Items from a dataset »
━━━━━━━━━━━━━━━━━━━━━━━━━━━━━━

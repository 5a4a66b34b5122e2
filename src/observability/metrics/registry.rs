//! # Metrics Registry
//!
//! Prometheus metrics registry setup and registration.

use anyhow::Result;
use prometheus::{Encoder, Registry, TextEncoder};
use std::sync::LazyLock;

/// Global Prometheus metrics registry
pub(crate) static REGISTRY: LazyLock<Registry> = LazyLock::new(Registry::new);

/// Register all metrics with the Prometheus registry
///
/// Registry::register() takes ownership, so metrics are cloned. Prometheus
/// metrics are reference counted internally.
#[allow(
    clippy::missing_errors_doc,
    reason = "Error documentation is provided in doc comments"
)]
pub fn register_metrics() -> Result<()> {
    super::controller_metrics::register_controller_metrics()?;
    Ok(())
}

/// Render every registered metric in the Prometheus text format
pub fn gather_text() -> Result<String> {
    let mut buffer = Vec::new();
    TextEncoder::new().encode(&REGISTRY.gather(), &mut buffer)?;
    Ok(String::from_utf8(buffer)?)
}
//! # Condition Helpers
//!
//! Constructors for the canonical condition shapes and the upsert rule for
//! top-level conditions.

use crate::crd::{reason, ComponentCondition, Condition, ConditionStatus};

/// Current time in the RFC3339 form stored on conditions
pub fn now() -> String {
    chrono::Utc::now().to_rfc3339_opts(chrono::SecondsFormat::Secs, true)
}

/// Build a top-level condition stamped with the current time
pub fn new_condition(
    condition_type: &str,
    status: ConditionStatus,
    reason: &str,
    message: impl Into<String>,
) -> Condition {
    let ts = now();
    Condition {
        r#type: condition_type.to_string(),
        status,
        last_update_time: Some(ts.clone()),
        last_transition_time: Some(ts),
        reason: Some(reason.to_string()),
        message: Some(message.into()),
    }
}

/// Sentinel for a backing resource that exposes no usable conditions
pub fn unknown_status(name: &str, kind: &str) -> ComponentCondition {
    ComponentCondition {
        name: name.to_string(),
        kind: kind.to_string(),
        r#type: "Unknown".to_string(),
        status: ConditionStatus::Unknown,
        reason: Some("No conditions available".to_string()),
        message: Some("No conditions available".to_string()),
        available: false,
        ..Default::default()
    }
}

/// Sentinel for a probe that failed with an unexpected client error
pub fn probe_error_status(name: &str, kind: &str) -> ComponentCondition {
    ComponentCondition {
        name: name.to_string(),
        kind: kind.to_string(),
        r#type: "Unknown".to_string(),
        status: ConditionStatus::Unknown,
        reason: Some(reason::UNKNOWN.to_string()),
        message: Some("Error getting resource".to_string()),
        available: false,
        ..Default::default()
    }
}

/// Upsert `new` into `conditions` by type
///
/// Identical status, reason and message leave the list untouched. An unchanged
/// status keeps the existing transition time. Returns whether anything changed.
pub fn set_condition(conditions: &mut Vec<Condition>, mut new: Condition) -> bool {
    match conditions.iter_mut().find(|c| c.r#type == new.r#type) {
        Some(existing) => {
            if existing.status == new.status
                && existing.reason == new.reason
                && existing.message == new.message
            {
                return false;
            }
            if existing.status == new.status {
                new.last_transition_time = existing.last_transition_time.clone();
            }
            *existing = new;
            true
        }
        None => {
            conditions.push(new);
            true
        }
    }
}

/// Find a condition by type
pub fn get_condition<'a>(conditions: &'a [Condition], condition_type: &str) -> Option<&'a Condition> {
    conditions.iter().find(|c| c.r#type == condition_type)
}

/// Remove a condition by type
pub fn remove_condition(conditions: &mut Vec<Condition>, condition_type: &str) {
    conditions.retain(|c| c.r#type != condition_type);
}

#[cfg(test)]
mod tests {
    use super::*;

    const OLD: &str = "2020-01-01T00:00:00Z";

    fn seeded(status: ConditionStatus, reason: &str, message: &str) -> Condition {
        Condition {
            r#type: "Progressing".to_string(),
            status,
            last_update_time: Some(OLD.to_string()),
            last_transition_time: Some(OLD.to_string()),
            reason: Some(reason.to_string()),
            message: Some(message.to_string()),
        }
    }

    #[test]
    fn test_identical_condition_is_noop() {
        let mut conditions = vec![seeded(ConditionStatus::True, "A", "m")];
        let changed = set_condition(
            &mut conditions,
            new_condition("Progressing", ConditionStatus::True, "A", "m"),
        );
        assert!(!changed);
        assert_eq!(conditions[0].last_update_time.as_deref(), Some(OLD));
    }

    #[test]
    fn test_same_status_keeps_transition_time() {
        let mut conditions = vec![seeded(ConditionStatus::True, "A", "m")];
        set_condition(
            &mut conditions,
            new_condition("Progressing", ConditionStatus::True, "B", "other"),
        );
        assert_eq!(conditions.len(), 1);
        assert_eq!(conditions[0].reason.as_deref(), Some("B"));
        assert_eq!(conditions[0].last_transition_time.as_deref(), Some(OLD));
    }

    #[test]
    fn test_status_change_moves_transition_time() {
        let mut conditions = vec![seeded(ConditionStatus::True, "A", "m")];
        set_condition(
            &mut conditions,
            new_condition("Progressing", ConditionStatus::False, "A", "m"),
        );
        assert_eq!(conditions[0].status, ConditionStatus::False);
        assert_ne!(conditions[0].last_transition_time.as_deref(), Some(OLD));
    }

    #[test]
    fn test_transition_time_constant_across_unchanged_status_sequence() {
        let mut conditions = vec![seeded(ConditionStatus::False, "A", "m")];
        for (reason, message) in [("A", "m"), ("B", "x"), ("C", "y"), ("C", "y")] {
            set_condition(
                &mut conditions,
                new_condition("Progressing", ConditionStatus::False, reason, message),
            );
            assert_eq!(conditions[0].last_transition_time.as_deref(), Some(OLD));
        }
    }

    #[test]
    fn test_conditions_keep_insertion_order() {
        let mut conditions = Vec::new();
        set_condition(
            &mut conditions,
            new_condition("Available", ConditionStatus::True, "A", ""),
        );
        set_condition(
            &mut conditions,
            new_condition("Progressing", ConditionStatus::True, "A", ""),
        );
        set_condition(
            &mut conditions,
            new_condition("Available", ConditionStatus::False, "B", ""),
        );
        let types: Vec<_> = conditions.iter().map(|c| c.r#type.as_str()).collect();
        assert_eq!(types, vec!["Available", "Progressing"]);
        remove_condition(&mut conditions, "Available");
        assert!(get_condition(&conditions, "Available").is_none());
    }
}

━━━━━━━━━━━━━━━━━━━━━━━━━━━━━━

Task prompt » Every entry above should be duplicated exactly.

Problem solution »
repository 5a4a66b34b5122e2
filename src/observability/metrics/registry.rs
//! # Metrics Registry
//!
//! Prometheus metrics registry setup and registration.

use anyhow::Result;
use prometheus::{Encoder, Registry, TextEncoder};
use std::sync::LazyLock;

/// Global Prometheus metrics registry
pub(crate) static REGISTRY: LazyLock<Registry> = LazyLock::new(Registry::new);

/// Register all metrics with the Prometheus registry
///
/// Registry::register() takes ownership, so metrics are cloned. Prometheus
/// metrics are reference counted internally.
#[allow(
    clippy::missing_errors_doc,
    reason = "Error documentation is provided in doc comments"
)]
pub fn register_metrics() -> Result<()> {
    super::controller_metrics::register_controller_metrics()?;
    Ok(())
}

/// Render every registered metric in the Prometheus text format
pub fn gather_text() -> Result<String> {
    let mut buffer = Vec::new();
    TextEncoder::new().encode(&REGISTRY.gather(), &mut buffer)?;
    Ok(String::from_utf8(buffer)?)
}
//! # Condition Helpers
//!
//! Constructors for the canonical condition shapes and the upsert rule for
//! top-level conditions.

use crate::crd::{reason, ComponentCondition, Condition, ConditionStatus};

/// Current time in the RFC3339 form stored on conditions
pub fn now() -> String {
    chrono::Utc::now().to_rfc3339_opts(chrono::SecondsFormat::Secs, true)
}

/// Build a top-level condition stamped with the current time
pub fn new_condition(
    condition_type: &str,
    status: ConditionStatus,
    reason: &str,
    message: impl Into<String>,
) -> Condition {
    let ts = now();
    Condition {
        r#type: condition_type.to_string(),
        status,
        last_update_time: Some(ts.clone()),
        last_transition_time: Some(ts),
        reason: Some(reason.to_string()),
        message: Some(message.into()),
    }
}

/// Sentinel for a backing resource that exposes no usable conditions
pub fn unknown_status(name: &str, kind: &str) -> ComponentCondition {
    ComponentCondition {
        name: name.to_string(),
        kind: kind.to_string(),
        r#type: "Unknown".to_string(),
        status: ConditionStatus::Unknown,
        reason: Some("No conditions available".to_string()),
        message: Some("No conditions available".to_string()),
        available: false,
        ..Default::default()
    }
}

/// Sentinel for a probe that failed with an unexpected client error
pub fn probe_error_status(name: &str, kind: &str) -> ComponentCondition {
    ComponentCondition {
        name: name.to_string(),
        kind: kind.to_string(),
        r#type: "Unknown".to_string(),
        status: ConditionStatus::Unknown,
        reason: Some(reason::UNKNOWN.to_string()),
        message: Some("Error getting resource".to_string()),
        available: false,
        ..Default::default()
    }
}

/// Upsert `new` into `conditions` by type
///
/// Identical status, reason and message leave the list untouched. An unchanged
/// status keeps the existing transition time. Returns whether anything changed.
pub fn set_condition(conditions: &mut Vec<Condition>, mut new: Condition) -> bool {
    match conditions.iter_mut().find(|c| c.r#type == new.r#type) {
        Some(existing) => {
            if existing.status == new.status
                && existing.reason == new.reason
                && existing.message == new.message
            {
                return false;
            }
            if existing.status == new.status {
                new.last_transition_time = existing.last_transition_time.clone();
            }
            *existing = new;
            true
        }
        None => {
            conditions.push(new);
            true
        }
    }
}

/// Find a condition by type
pub fn get_condition<'a>(conditions: &'a [Condition], condition_type: &str) -> Option<&'a Condition> {
    conditions.iter().find(|c| c.r#type == condition_type)
}

/// Remove a condition by type
pub fn remove_condition(conditions: &mut Vec<Condition>, condition_type: &str) {
    conditions.retain(|c| c.r#type != condition_type);
}

#[cfg(test)]
mod tests {
    use super::*;

    const OLD: &str = "2020-01-01T00:00:00Z";

    fn seeded(status: ConditionStatus, reason: &str, message: &str) -> Condition {
        Condition {
            r#type: "Progressing".to_string(),
            status,
            last_update_time: Some(OLD.to_string()),
            last_transition_time: Some(OLD.to_string()),
            reason: Some(reason.to_string()),
            message: Some(message.to_string()),
        }
    }

    #[test]
    fn test_identical_condition_is_noop() {
        let mut conditions = vec![seeded(ConditionStatus::True, "A", "m")];
        let changed = set_condition(
            &mut conditions,
            new_condition("Progressing", ConditionStatus::True, "A", "m"),
        );
        assert!(!changed);
        assert_eq!(conditions[0].last_update_time.as_deref(), Some(OLD));
    }

    #[test]
    fn test_same_status_keeps_transition_time() {
        let mut conditions = vec![seeded(ConditionStatus::True, "A", "m")];
        set_condition(
            &mut conditions,
            new_condition("Progressing", ConditionStatus::True, "B", "other"),
        );
        assert_eq!(conditions.len(), 1);
        assert_eq!(conditions[0].reason.as_deref(), Some("B"));
        assert_eq!(conditions[0].last_transition_time.as_deref(), Some(OLD));
    }

    #[test]
    fn test_status_change_moves_transition_time() {
        let mut conditions = vec![seeded(ConditionStatus::True, "A", "m")];
        set_condition(
            &mut conditions,
            new_condition("Progressing", ConditionStatus::False, "A", "m"),
        );
        assert_eq!(conditions[0].status, ConditionStatus::False);
        assert_ne!(conditions[0].last_transition_time.as_deref(), Some(OLD));
    }

    #[test]
    fn test_transition_time_constant_across_unchanged_status_sequence() {
        let mut conditions = vec![seeded(ConditionStatus::False, "A", "m")];
        for (reason, message) in [("A", "m"), ("B", "x"), ("C", "y"), ("C", "y")] {
            set_condition(
                &mut conditions,
                new_condition("Progressing", ConditionStatus::False, reason, message),
            );
            assert_eq!(conditions[0].last_transition_time.as_deref(), Some(OLD));
        }
    }

    #[test]
    fn test_conditions_keep_insertion_order() {
        let mut conditions = Vec::new();
        set_condition(
            &mut conditions,
            new_condition("Available", ConditionStatus::True, "A", ""),
        );
        set_condition(
            &mut conditions,
            new_condition("Progressing", ConditionStatus::True, "A", ""),
        );
        set_condition(
            &mut conditions,
            new_condition("Available", ConditionStatus::False, "B", ""),
        );
        let types: Vec<_> = conditions.iter().map(|c| c.r#type.as_str()).collect();
        assert_eq!(types, vec!["Available", "Progressing"]);
        remove_condition(&mut conditions, "Available");
        assert!(get_condition(&conditions, "Available").is_none());
    }
}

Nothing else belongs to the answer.